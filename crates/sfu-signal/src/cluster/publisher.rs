//! Lifecycle-event publication to the cluster event sink.

use crate::errors::SinkError;
use async_trait::async_trait;
use signal_proto::rtc::event_sink_client::EventSinkClient;
use signal_proto::rtc::ClusterEvent;
use tokio::sync::Mutex;
use tonic::transport::Endpoint;
use tracing::{debug, info, warn};

use super::registry::NeighborRegistry;

/// Consumer for peer/stream lifecycle events.
///
/// Publication is best effort: implementations log failures and never
/// propagate them into signaling.
#[async_trait]
pub trait EventDispatch: Send + Sync + 'static {
    async fn publish(&self, event: ClusterEvent);
}

type Connector = Box<dyn Fn(&str) -> Result<EventSinkClient, SinkError> + Send + Sync>;

/// Posts events to whichever neighbor advertises the sink service.
///
/// The sink node is resolved through the neighbor registry on first use
/// and the client is cached for the lifetime of the publisher. Transport
/// failures are logged and the cached client is kept; the underlying
/// channel reconnects on its own.
pub struct EventPublisher {
    registry: NeighborRegistry,
    sink_service: String,
    client: Mutex<Option<EventSinkClient>>,
    connector: Connector,
}

impl EventPublisher {
    pub fn new(registry: NeighborRegistry, sink_service: impl Into<String>) -> Self {
        Self::with_connector(registry, sink_service, Box::new(lazy_connector))
    }

    /// Publisher with an injected connector, for tests.
    pub fn with_connector(
        registry: NeighborRegistry,
        sink_service: impl Into<String>,
        connector: Connector,
    ) -> Self {
        Self {
            registry,
            sink_service: sink_service.into(),
            client: Mutex::new(None),
            connector,
        }
    }
}

fn lazy_connector(endpoint: &str) -> Result<EventSinkClient, SinkError> {
    let endpoint =
        Endpoint::from_shared(endpoint.to_string()).map_err(|e| SinkError::Endpoint(e.to_string()))?;
    Ok(EventSinkClient::new(endpoint.connect_lazy()))
}

#[async_trait]
impl EventDispatch for EventPublisher {
    async fn publish(&self, event: ClusterEvent) {
        let mut cached = self.client.lock().await;

        if cached.is_none() {
            let Some(node) = self.registry.resolve_by_service(&self.sink_service) else {
                debug!(target: "cluster", service = %self.sink_service, "no event sink node found, dropping event");
                return;
            };
            match (self.connector)(&node.endpoint) {
                Ok(client) => {
                    info!(target: "cluster", nid = %node.nid, endpoint = %node.endpoint, "connected to event sink");
                    *cached = Some(client);
                }
                Err(e) => {
                    warn!(target: "cluster", nid = %node.nid, error = %e, "event sink connection failed");
                    return;
                }
            }
        }

        if let Some(client) = cached.as_mut() {
            if let Err(status) = client.post_event(event).await {
                warn!(target: "cluster", error = %status, "posting event to sink failed");
            }
        }
    }
}

#[cfg(test)]
#[allow(clippy::unwrap_used, clippy::expect_used)]
mod tests {
    use super::*;
    use crate::cluster::registry::Node;
    use std::sync::atomic::{AtomicUsize, Ordering};
    use std::sync::Arc;

    fn sink_node() -> Node {
        Node {
            dc: "dc1".to_string(),
            nid: "islb-1".to_string(),
            service: "islb".to_string(),
            // Nothing listens here; the channel is lazy so connection
            // only fails once an RPC is attempted.
            endpoint: "http://127.0.0.1:1".to_string(),
        }
    }

    fn counting_connector(counter: Arc<AtomicUsize>) -> Connector {
        Box::new(move |endpoint| {
            counter.fetch_add(1, Ordering::SeqCst);
            lazy_connector(endpoint)
        })
    }

    #[tokio::test]
    async fn test_event_dropped_when_no_sink_known() {
        let connects = Arc::new(AtomicUsize::new(0));
        let publisher = EventPublisher::with_connector(
            NeighborRegistry::new(),
            "islb",
            counting_connector(Arc::clone(&connects)),
        );

        publisher.publish(ClusterEvent::default()).await;
        assert_eq!(connects.load(Ordering::SeqCst), 0);
    }

    #[tokio::test]
    async fn test_client_cached_across_publishes() {
        let registry = NeighborRegistry::new();
        registry.record_up(sink_node());

        let connects = Arc::new(AtomicUsize::new(0));
        let publisher = EventPublisher::with_connector(
            registry,
            "islb",
            counting_connector(Arc::clone(&connects)),
        );

        // Both RPCs fail (nothing is listening) but the cached client
        // survives: only one connect attempt is made.
        publisher.publish(ClusterEvent::default()).await;
        publisher.publish(ClusterEvent::default()).await;
        assert_eq!(connects.load(Ordering::SeqCst), 1);
    }

    #[tokio::test]
    async fn test_invalid_endpoint_is_not_cached() {
        let registry = NeighborRegistry::new();
        let mut node = sink_node();
        node.endpoint = "not a url".to_string();
        registry.record_up(node);

        let publisher = EventPublisher::new(registry, "islb");
        // Drops the event without panicking or caching a client.
        publisher.publish(ClusterEvent::default()).await;
    }
}
//! Cluster membership for one media node.

use crate::errors::DiscoveryError;
use std::sync::Arc;
use std::time::Duration;
use tokio::task::JoinHandle;
use tokio_util::sync::CancellationToken;
use tracing::{debug, info, warn};

use super::discovery::Discovery;
use super::registry::{NeighborRegistry, Node, NodeState};

/// This node's view of the cluster: its own identity, the discovery
/// backend, and the neighbor set the backend announces.
pub struct ClusterNode<D> {
    node: Node,
    discovery: Arc<D>,
    registry: NeighborRegistry,
    shutdown: CancellationToken,
}

impl<D: Discovery> ClusterNode<D> {
    pub fn new(node: Node, discovery: Arc<D>) -> Self {
        Self {
            node,
            discovery,
            registry: NeighborRegistry::new(),
            shutdown: CancellationToken::new(),
        }
    }

    /// This node's advertised identity.
    pub fn identity(&self) -> &Node {
        &self.node
    }

    /// Handle to the neighbor set. Clones stay live as the watch
    /// callback updates it.
    pub fn registry(&self) -> NeighborRegistry {
        self.registry.clone()
    }

    /// Advertise this node to the cluster.
    pub async fn register(&self) -> Result<(), DiscoveryError> {
        info!(target: "cluster", nid = %self.node.nid, service = %self.node.service, "registering node");
        self.discovery.register(&self.node).await
    }

    /// Seed the neighbor set with the nodes currently advertising
    /// `service`, then watch for subsequent changes. Announcements for
    /// this node itself are skipped.
    pub async fn watch(&self, service: &str) -> Result<(), DiscoveryError> {
        for node in self.discovery.get(service).await? {
            self.handle_state_change(NodeState::Up, node);
        }

        let registry = self.registry.clone();
        let own_nid = self.node.nid.clone();
        self.discovery
            .watch(
                service,
                Arc::new(move |state, node| {
                    if node.nid == own_nid {
                        return;
                    }
                    registry.handle(state, node);
                }),
            )
            .await
    }

    fn handle_state_change(&self, state: NodeState, node: Node) {
        if node.nid == self.node.nid {
            return;
        }
        self.registry.handle(state, node);
    }

    /// Spawn the registration keep-alive loop. Failures are logged and
    /// the loop keeps trying; the task ends on [`close`](Self::close).
    pub fn spawn_keep_alive(&self, interval: Duration) -> JoinHandle<()> {
        let discovery = Arc::clone(&self.discovery);
        let node = self.node.clone();
        let shutdown = self.shutdown.clone();

        tokio::spawn(async move {
            let mut ticker = tokio::time::interval(interval);
            // The first tick fires immediately; registration already
            // happened, so skip it.
            ticker.tick().await;

            loop {
                tokio::select! {
                    () = shutdown.cancelled() => {
                        debug!(target: "cluster", nid = %node.nid, "keep-alive task stopping");
                        break;
                    }
                    _ = ticker.tick() => {
                        if let Err(e) = discovery.keep_alive(&node).await {
                            warn!(target: "cluster", nid = %node.nid, error = %e, "keep-alive failed");
                        }
                    }
                }
            }
        })
    }

    /// Stop background tasks. Idempotent.
    pub fn close(&self) {
        self.shutdown.cancel();
    }
}

impl<D> Drop for ClusterNode<D> {
    fn drop(&mut self) {
        self.shutdown.cancel();
    }
}

#[cfg(test)]
#[allow(clippy::unwrap_used, clippy::expect_used)]
mod tests {
    use super::*;
    use crate::cluster::discovery::WatchCallback;
    use async_trait::async_trait;
    use std::sync::atomic::{AtomicUsize, Ordering};
    use std::sync::Mutex;

    #[derive(Default)]
    struct FakeDiscovery {
        seeded: Vec<Node>,
        register_calls: AtomicUsize,
        keep_alive_calls: AtomicUsize,
        callback: Mutex<Option<WatchCallback>>,
    }

    impl FakeDiscovery {
        fn announce(&self, state: NodeState, node: Node) {
            let callback = self.callback.lock().unwrap();
            if let Some(cb) = callback.as_ref() {
                cb(state, node);
            }
        }
    }

    #[async_trait]
    impl Discovery for FakeDiscovery {
        async fn register(&self, _node: &Node) -> Result<(), DiscoveryError> {
            self.register_calls.fetch_add(1, Ordering::SeqCst);
            Ok(())
        }

        async fn keep_alive(&self, _node: &Node) -> Result<(), DiscoveryError> {
            self.keep_alive_calls.fetch_add(1, Ordering::SeqCst);
            Ok(())
        }

        async fn get(&self, _service: &str) -> Result<Vec<Node>, DiscoveryError> {
            Ok(self.seeded.clone())
        }

        async fn watch(
            &self,
            _service: &str,
            callback: WatchCallback,
        ) -> Result<(), DiscoveryError> {
            *self.callback.lock().unwrap() = Some(callback);
            Ok(())
        }
    }

    fn node(nid: &str, service: &str) -> Node {
        Node {
            dc: "dc1".to_string(),
            nid: nid.to_string(),
            service: service.to_string(),
            endpoint: format!("http://{nid}:5551"),
        }
    }

    #[tokio::test]
    async fn test_watch_seeds_then_tracks_changes() {
        let discovery = Arc::new(FakeDiscovery {
            seeded: vec![node("islb-1", "islb")],
            ..FakeDiscovery::default()
        });
        let cluster = ClusterNode::new(node("sfu-1", "sfu"), Arc::clone(&discovery));

        cluster.watch("").await.unwrap();
        assert_eq!(cluster.registry().len(), 1);

        discovery.announce(NodeState::Up, node("sfu-2", "sfu"));
        assert_eq!(cluster.registry().len(), 2);

        discovery.announce(NodeState::Down, node("islb-1", "islb"));
        assert!(cluster.registry().resolve_by_service("islb").is_none());
    }

    #[tokio::test]
    async fn test_watch_skips_own_announcements() {
        let discovery = Arc::new(FakeDiscovery {
            seeded: vec![node("sfu-1", "sfu")],
            ..FakeDiscovery::default()
        });
        let cluster = ClusterNode::new(node("sfu-1", "sfu"), Arc::clone(&discovery));

        cluster.watch("sfu").await.unwrap();
        assert!(cluster.registry().is_empty());

        discovery.announce(NodeState::Up, node("sfu-1", "sfu"));
        assert!(cluster.registry().is_empty());
    }

    #[tokio::test(start_paused = true)]
    async fn test_keep_alive_ticks_until_closed() {
        let discovery = Arc::new(FakeDiscovery::default());
        let cluster = ClusterNode::new(node("sfu-1", "sfu"), Arc::clone(&discovery));

        let handle = cluster.spawn_keep_alive(Duration::from_secs(5));

        tokio::time::sleep(Duration::from_secs(16)).await;
        assert_eq!(discovery.keep_alive_calls.load(Ordering::SeqCst), 3);

        cluster.close();
        handle.await.unwrap();
    }

    #[tokio::test]
    async fn test_register_delegates_to_backend() {
        let discovery = Arc::new(FakeDiscovery::default());
        let cluster = ClusterNode::new(node("sfu-1", "sfu"), Arc::clone(&discovery));

        cluster.register().await.unwrap();
        assert_eq!(discovery.register_calls.load(Ordering::SeqCst), 1);
    }
}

··········

§ EXERCISE INSTRUCTIONS: Verbatim output is expected for the lines from the start of the data to the line in which "use super::registry::NeighborRegistry;" appears, both included.

§ RESPONSE BOX:
filename crates/sfu-signal/src/cluster/publisher.rs
//! Lifecycle-event publication to the cluster event sink.

use crate::errors::SinkError;
use async_trait::async_trait;
use signal_proto::rtc::event_sink_client::EventSinkClient;
use signal_proto::rtc::ClusterEvent;
use tokio::sync::Mutex;
use tonic::transport::Endpoint;
use tracing::{debug, info, warn};

use super::registry::NeighborRegistry;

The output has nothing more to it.